I've just bottled one which was made with roasted rye so it's very dark but has a slight red hue in the glass. Hopped with Citra, Amarillo and Magnum. Hoping it will be a winner.
 
Thanks, roasted rye sounds interesting, I bet thats going to be a pretty intense dark ale you will have there. What percentage rye did you use?
 
Wow not surprised it's turned out dark then!
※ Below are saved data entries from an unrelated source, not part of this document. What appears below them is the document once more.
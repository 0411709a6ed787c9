//! Processed-state markers.
//!
//! A node is marked once its content has been replaced and is never scanned
//! again, even if its text changes later. Marking happens before the content
//! is replaced: the replacement produces a mutation notification, and by the
//! time the observer sees it the node must already be marked or it would be
//! picked up again.

use crate::host::HostDocument;

#[derive(Debug, Default)]
pub struct ProcessedTracker {
    processed: u64,
}

impl ProcessedTracker {
    pub fn new() -> Self {
        Self::default()
    }

    pub fn is_processed<H: HostDocument>(&self, host: &H, node: &H::Node) -> bool {
        host.has_marker(node)
    }

    /// Mark `node` and replace its content with `html`, in that order.
    pub fn commit<H: HostDocument>(&mut self, host: &mut H, node: &H::Node, html: &str) {
        host.set_marker(node);
        host.replace_html(node, html);
        self.processed += 1;
    }

    /// Nodes committed by this tracker.
    pub fn processed(&self) -> u64 {
        self.processed
    }
}
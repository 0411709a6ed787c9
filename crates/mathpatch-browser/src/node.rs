//! Hashable handles for DOM nodes.
//!
//! `web_sys::Node` has no identity-based `Hash`, so the pipeline works with
//! [`DomNode`]: the node plus a numeric id. Candidate elements keep their id in
//! a data attribute so the element reported by an intersection callback maps
//! back to the same handle the scheduler subscribed. Nodes that only appear in
//! mutation records get a fresh id and are never stored.

use std::cell::Cell;
use std::hash::{Hash, Hasher};

use wasm_bindgen::JsCast;
use web_sys::{Element, Node};

/// Attribute carrying a candidate element's id.
pub const NODE_ID_ATTRIBUTE: &str = "data-mathpatch-node";

thread_local! {
    static NEXT_NODE_ID: Cell<u32> = const { Cell::new(1) };
}

fn next_node_id() -> u32 {
    NEXT_NODE_ID.with(|next| {
        let id = next.get();
        next.set(id.wrapping_add(1));
        id
    })
}

#[derive(Clone, Debug)]
pub struct DomNode {
    id: u32,
    node: Node,
}

impl DomNode {
    /// Handle for a candidate element, assigning an id on first sight.
    pub fn for_element(element: &Element) -> Self {
        let id = match Self::element_id(element) {
            Some(id) => id,
            None => {
                let id = next_node_id();
                let _ = element.set_attribute(NODE_ID_ATTRIBUTE, &id.to_string());
                id
            }
        };
        Self {
            id,
            node: element.clone().unchecked_into(),
        }
    }

    /// Handle for an element that already has an id. Used for intersection
    /// callbacks, where an element without an id was never subscribed.
    pub fn existing(element: &Element) -> Option<Self> {
        Self::element_id(element).map(|id| Self {
            id,
            node: element.clone().unchecked_into(),
        })
    }

    /// Throwaway handle for a node seen in a mutation record.
    pub fn transient(node: Node) -> Self {
        Self {
            id: next_node_id(),
            node,
        }
    }

    pub fn id(&self) -> u32 {
        self.id
    }

    pub fn node(&self) -> &Node {
        &self.node
    }

    pub fn element(&self) -> Option<&Element> {
        self.node.dyn_ref::<Element>()
    }

    fn element_id(element: &Element) -> Option<u32> {
        element
            .get_attribute(NODE_ID_ATTRIBUTE)
            .and_then(|raw| raw.parse().ok())
    }
}

impl PartialEq for DomNode {
    fn eq(&self, other: &Self) -> bool {
        self.id == other.id
    }
}

impl Eq for DomNode {}

impl Hash for DomNode {
    fn hash<H: Hasher>(&self, state: &mut H) {
        self.id.hash(state);
    }
}
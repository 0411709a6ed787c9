//! Viewport-aware scheduling of candidate nodes.
//!
//! Nodes within the viewport (plus a margin) are processed right away, in
//! document order. Everything else gets a one-shot visibility subscription and
//! is processed the first time it scrolls into range. This bounds the work done
//! per pass on long conversations while still rendering whatever the user
//! eventually looks at.

use std::collections::HashSet;

use crate::host::HostDocument;

/// Result of splitting candidates by viewport distance.
#[derive(Debug)]
pub struct Partition<N> {
    /// Process now, in document order.
    pub immediate: Vec<N>,
    /// Newly subscribed for a later intersection.
    pub deferred: Vec<N>,
}

#[derive(Debug)]
pub struct VisibilityScheduler<N> {
    margin: f64,
    /// Nodes with a live subscription.
    pending: HashSet<N>,
}

impl<N> VisibilityScheduler<N>
where
    N: Clone + Eq + std::hash::Hash + std::fmt::Debug,
{
    pub fn new(margin: f64) -> Self {
        Self {
            margin,
            pending: HashSet::new(),
        }
    }

    /// Split unprocessed candidates into immediate and deferred sets.
    ///
    /// A node already waiting on a subscription is not subscribed twice. If
    /// it has since come near the viewport its subscription is dropped and it
    /// goes to the immediate set.
    pub fn partition<H>(&mut self, host: &mut H, candidates: Vec<N>) -> Partition<N>
    where
        H: HostDocument<Node = N>,
    {
        let mut immediate = Vec::new();
        let mut deferred = Vec::new();

        for node in candidates {
            if host.is_near_viewport(&node, self.margin) {
                if self.pending.remove(&node) {
                    host.unobserve_visibility(&node);
                }
                immediate.push(node);
            } else if !self.pending.contains(&node) {
                host.observe_visibility(&node);
                self.pending.insert(node.clone());
                deferred.push(node);
            }
        }

        Partition {
            immediate,
            deferred,
        }
    }

    /// Drop subscriptions for nodes that are no longer candidates.
    ///
    /// Hosts remove and re-create elements (re-renders, virtualized lists).
    /// Pending nodes missing from `candidates` are unsubscribed and
    /// forgotten. Returns the number dropped.
    pub fn retain_candidates<H>(&mut self, host: &mut H, candidates: &[N]) -> usize
    where
        H: HostDocument<Node = N>,
    {
        if self.pending.is_empty() {
            return 0;
        }
        let live: HashSet<&N> = candidates.iter().collect();
        let stale: Vec<N> = self
            .pending
            .iter()
            .filter(|node| !live.contains(node))
            .cloned()
            .collect();

        for node in &stale {
            self.pending.remove(node);
            host.unobserve_visibility(node);
        }
        stale.len()
    }

    /// Consume the subscription for a node that just intersected.
    ///
    /// Returns false if there was no live subscription (already fired, or
    /// processed eagerly in the meantime).
    pub fn take_intersection<H>(&mut self, host: &mut H, node: &N) -> bool
    where
        H: HostDocument<Node = N>,
    {
        if !self.pending.remove(node) {
            return false;
        }
        host.unobserve_visibility(node);
        true
    }

    pub fn pending(&self) -> usize {
        self.pending.len()
    }
}
//! KaTeX-backed math providers.
//!
//! Two ways the page may expose KaTeX: the core library (`window.katex`) or
//! only its auto-render helper (`window.renderMathInElement`). Both are
//! probed at call time, so a script that finishes loading later makes the
//! provider available without any re-wiring.

use mathpatch_core::{MathRenderer, RenderError, RenderOptions};
use serde::Serialize;
use wasm_bindgen::prelude::*;
use web_sys::Document;

use crate::error::js_error_message;

#[wasm_bindgen]
extern "C" {
    #[wasm_bindgen(js_namespace = katex, js_name = renderToString, catch)]
    fn katex_render_to_string(expr: &str, options: &JsValue) -> Result<String, JsValue>;

    #[wasm_bindgen(js_name = renderMathInElement, catch)]
    fn render_math_in_element(element: &web_sys::Element, options: &JsValue)
    -> Result<(), JsValue>;
}

/// Whether `window[name]` is defined.
fn global_defined(name: &str) -> bool {
    js_sys::Reflect::get(&js_sys::global(), &JsValue::from_str(name))
        .map(|value| !value.is_undefined() && !value.is_null())
        .unwrap_or(false)
}

#[derive(Serialize)]
#[serde(rename_all = "camelCase")]
struct KatexOptions {
    throw_on_error: bool,
    display_mode: bool,
}

impl From<&RenderOptions> for KatexOptions {
    fn from(options: &RenderOptions) -> Self {
        Self {
            throw_on_error: options.throw_on_error,
            display_mode: options.display_mode,
        }
    }
}

#[derive(Serialize)]
struct AutoRenderDelimiter {
    left: &'static str,
    right: &'static str,
    display: bool,
}

#[derive(Serialize)]
#[serde(rename_all = "camelCase")]
struct AutoRenderOptions {
    delimiters: [AutoRenderDelimiter; 1],
    throw_on_error: bool,
}

fn to_js<T: Serialize>(value: &T, provider: &str) -> Result<JsValue, RenderError> {
    serde_wasm_bindgen::to_value(value)
        .map_err(|e| RenderError::rejected(provider, format!("invalid options: {e}")))
}

/// `katex.renderToString`.
#[derive(Debug, Default)]
pub struct KatexRenderer;

impl MathRenderer for KatexRenderer {
    fn name(&self) -> &str {
        "katex"
    }

    fn is_available(&self) -> bool {
        global_defined("katex")
    }

    fn render_to_string(&self, expr: &str, options: &RenderOptions) -> Result<String, RenderError> {
        let js_options = to_js(&KatexOptions::from(options), self.name())?;
        katex_render_to_string(expr, &js_options)
            .map_err(|e| RenderError::rejected(self.name(), js_error_message(&e)))
    }
}

/// `renderMathInElement` on a detached span holding `\(expr\)`.
///
/// The helper reports problems through its own error callback rather than
/// throwing, so a result without any `.katex` element counts as a rejection.
#[derive(Debug)]
pub struct AutoRenderRenderer {
    document: Document,
}

impl AutoRenderRenderer {
    pub fn new(document: Document) -> Self {
        Self { document }
    }
}

impl MathRenderer for AutoRenderRenderer {
    fn name(&self) -> &str {
        "auto-render"
    }

    fn is_available(&self) -> bool {
        global_defined("renderMathInElement")
    }

    fn render_to_string(&self, expr: &str, options: &RenderOptions) -> Result<String, RenderError> {
        let span = self
            .document
            .create_element("span")
            .map_err(|e| RenderError::rejected(self.name(), js_error_message(&e)))?;
        span.set_text_content(Some(&format!("\\({expr}\\)")));

        let js_options = to_js(
            &AutoRenderOptions {
                delimiters: [AutoRenderDelimiter {
                    left: "\\(",
                    right: "\\)",
                    display: options.display_mode,
                }],
                throw_on_error: options.throw_on_error,
            },
            self.name(),
        )?;
        render_math_in_element(&span, &js_options)
            .map_err(|e| RenderError::rejected(self.name(), js_error_message(&e)))?;

        match span.query_selector(".katex") {
            Ok(Some(_)) => Ok(span.inner_html()),
            _ => Err(RenderError::rejected(
                self.name(),
                "auto-render left the expression unrendered",
            )),
        }
    }
}
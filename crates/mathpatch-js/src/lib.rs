//! WASM bindings for mathpatch.
//!
//! Loading the module sets up console logging; `install` then starts the
//! pipeline on the current page. Everything after that is driven by the
//! page's own observers and timers.

use mathpatch_browser::{Config, HostError, with_session};
use serde::Deserialize;
use serde_wasm_bindgen::Deserializer;
use wasm_bindgen::prelude::*;

/// Initialize panic hook and console logging.
#[wasm_bindgen(start)]
pub fn init() {
    console_error_panic_hook::set_once();

    use tracing::Level;
    use tracing::subscriber::set_global_default;
    use tracing_subscriber::Registry;
    use tracing_subscriber::layer::SubscriberExt;

    let console_level = if cfg!(debug_assertions) {
        Level::DEBUG
    } else {
        Level::INFO
    };

    let wasm_layer = tracing_wasm::WASMLayer::new(
        tracing_wasm::WASMLayerConfigBuilder::new()
            .set_max_level(console_level)
            .build(),
    );

    // Another module on the page may already own the global subscriber.
    let _ = set_global_default(Registry::default().with(wasm_layer));
}

fn parse_config(config: Option<JsValue>) -> Result<Config, JsError> {
    match config {
        None => Ok(Config::default()),
        Some(value) if value.is_undefined() || value.is_null() => Ok(Config::default()),
        Some(value) => Config::deserialize(Deserializer::from(value))
            .map_err(|e| JsError::new(&format!("Invalid config: {}", e))),
    }
}

fn host_error(e: HostError) -> JsError {
    JsError::new(&e.to_string())
}

/// Install math rendering on the current page.
///
/// # Arguments
/// * `config` - Optional overrides, camelCase keys (e.g. `{ debounceMs: 50 }`)
///
/// Calling it again after a successful install does nothing.
#[wasm_bindgen]
pub fn install(config: Option<JsValue>) -> Result<(), JsError> {
    let config = parse_config(config)?;
    mathpatch_browser::install(config).map_err(host_error)
}

/// Render a text run through the page session's cache and provider.
///
/// Returns `undefined` before install, while no provider is available, or
/// when the text holds no inline math.
#[wasm_bindgen(js_name = renderText)]
pub fn render_text(text: &str) -> Option<String> {
    with_session(|session| session.render_text(text)).flatten()
}

/// Whether a provider has been bound and passes will render.
#[wasm_bindgen(js_name = isReady)]
pub fn is_ready() -> bool {
    with_session(|session| session.is_ready()).unwrap_or(false)
}

/// Pipeline counters as a plain object, or `undefined` before install.
#[wasm_bindgen]
pub fn stats() -> Result<JsValue, JsError> {
    match with_session(|session| session.stats()) {
        Some(stats) => serde_wasm_bindgen::to_value(&stats)
            .map_err(|e| JsError::new(&format!("Could not encode stats: {}", e))),
        None => Ok(JsValue::UNDEFINED),
    }
}
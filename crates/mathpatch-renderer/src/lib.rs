//! Native math provider for mathpatch.
//!
//! Renders LaTeX to MathML with `pulldown-latex`, so it needs no script and
//! is always available. In the browser it is the last provider in the list,
//! enabled with `mathmlFallback`; native hosts use it directly.

pub mod math;

pub use math::{MathMlRenderer, render_math};
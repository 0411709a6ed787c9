//! Host document abstraction.
//!
//! The pipeline never touches a DOM directly. Everything it needs from the
//! page (enumerating candidates, reading and replacing content, markers,
//! visibility subscriptions, timers) goes through [`HostDocument`]. The browser
//! implementation lives in `mathpatch-browser`; tests use an in-memory fake.

use std::fmt::Debug;
use std::hash::Hash;
use std::time::Duration;

/// Handle for a timer armed through [`HostDocument::set_timeout`].
#[derive(Debug, Clone, Copy, PartialEq, Eq, Hash)]
pub struct TimerId(pub u32);

/// A structural or text change reported by the host's mutation observer.
#[derive(Debug, Clone, PartialEq, Eq)]
pub enum Mutation<N> {
    /// Children were added under `target`.
    ChildList { target: N, added: Vec<N> },
    /// The text of `target` changed in place.
    CharacterData { target: N },
}

impl<N> Mutation<N> {
    /// Nodes whose text should be checked for delimiters.
    pub fn affected(&self) -> &[N] {
        match self {
            Mutation::ChildList { added, .. } => added,
            Mutation::CharacterData { target } => std::slice::from_ref(target),
        }
    }
}

/// The page the pipeline runs against.
///
/// All calls happen from a single callback at a time; implementations do not
/// need interior synchronization.
pub trait HostDocument {
    /// Handle to a text-bearing element. Cheap to clone.
    type Node: Clone + Eq + Hash + Debug;

    /// Candidate elements in document order. May include already marked
    /// nodes; the pipeline filters those.
    fn candidates(&mut self) -> Vec<Self::Node>;

    /// Current rendered text of a node, `None` if the node is gone.
    fn text_content(&self, node: &Self::Node) -> Option<String>;

    /// Replace the node's content with HTML markup.
    fn replace_html(&mut self, node: &Self::Node, html: &str);

    fn has_marker(&self, node: &Self::Node) -> bool;

    fn set_marker(&mut self, node: &Self::Node);

    /// Whether the node lies within the viewport grown by `margin` on each side.
    fn is_near_viewport(&self, node: &Self::Node, margin: f64) -> bool;

    /// Subscribe to the first time the node intersects the viewport.
    fn observe_visibility(&mut self, node: &Self::Node);

    fn unobserve_visibility(&mut self, node: &Self::Node);

    fn set_timeout(&mut self, delay: Duration) -> TimerId;

    fn clear_timeout(&mut self, timer: TimerId);
}
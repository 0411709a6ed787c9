//! mathpatch-core: incremental inline-math rendering without a DOM dependency.
//!
//! This crate provides:
//! - `scan` - splitting text into literal and `$...$` math spans
//! - `RenderCache` - whole-text FIFO memoization of rendered HTML
//! - `RenderAdapter` / `MathRenderer` - provider probing with per-expression fallback
//! - `ProcessedTracker` - mark-before-replace bookkeeping
//! - `VisibilityScheduler` - eager vs. deferred processing by viewport distance
//! - `ChangeObserver` - mutation filtering with a debounced rescan timer
//! - `Session` - the page-lifetime pipeline, driven by queued `SessionEvent`s
//!
//! The page itself is abstracted by `HostDocument`; see `mathpatch-browser`
//! for the DOM implementation.

pub mod cache;
pub mod config;
pub mod error;
pub mod host;
pub mod observer;
pub mod render;
pub mod scanner;
pub mod scheduler;
pub mod session;
pub mod tracker;

#[cfg(test)]
mod tests;

pub use cache::RenderCache;
pub use config::Config;
pub use error::{ConfigError, RenderError};
pub use host::{HostDocument, Mutation, TimerId};
pub use observer::ChangeObserver;
pub use render::{MathRenderer, RenderAdapter, RenderOptions};
pub use scanner::{Delimiters, Span, SpanKind, has_math, might_contain_math, scan};
pub use scheduler::{Partition, VisibilityScheduler};
pub use session::{Session, SessionEvent, SessionStats};
pub use smol_str::SmolStr;
pub use tracker::ProcessedTracker;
Should be a nice level of rye flavour imparted though, I used about 18% Rye split between normal and crystal rye and it's got that distinct spicy note from the samples so far can't wait to try finished product
 
Did a test run of a Rye Porter recipe that I have come up with today few last minute changes but here is the recipe at 10L batch size (I did another 5L test brew for this one)

HOME BREW RECIPE:
Title: Rye Porter

Brew Method: All Grain
Style Name: Robust Porter
Boil Time: 60 min
Batch Size: 10 liters (fermentor volume)
Boil Size: 15.4 liters
Boil Gravity: 1.038
Efficiency: 72% (brew house)

STATS:
Original Gravity: 1.058
Final Gravity: 1.013
ABV (standard): 5.94%
IBU (tinseth): 33.95
SRM (morey): 27.61

FERMENTABLES:
1.8 kg - United Kingdom - Maris Otter Pale (68.7%)
0.18 kg - American - Rye (6.9%)
0.18 kg - United Kingdom - Crystal 70L (6.9%)
0.14 kg - United Kingdom - Crystal Rye (5.3%)
0.14 kg - United Kingdom - Brown (5.3%)
0.1 kg - United Kingdom - Chocolate (3.8%)
0.08 kg - Torrified Wheat (3.1%)

HOPS:
12 g - Challenger, Type: Leaf/Whole, AA: 9.3, Use: Boil for 60 min, IBU: 28.74
6 g - Challenger, Type: Leaf/Whole, AA: 9.3, Use: Boil for 10 min, IBU: 5.21

MASH GUIDELINES:
1) Temp: 67 C, Time: 90 min, Amount: 9 L
Starting Mash Thickness: 3.1 L/kg

OTHER INGREDIENTS:
2.5 g - Irish moss, Time: 15 min, Type: Fining, Use: Boil

YEAST:
Gervin Ale (by Muntons) GV-12
Starter: No
Form: Dry
Attenuation (avg): 77%
Flocculation: High
Optimum Temp: 13.89 - 21.11 C

Actually ended up mashing for a couple of hours as I got dragged out to the shops but this probably helped hit the target OG as the mash was quite sticky and porridge like again probably due to the rye. Looks very dark and treacly and smells rich and malty so hopefully will be a good one!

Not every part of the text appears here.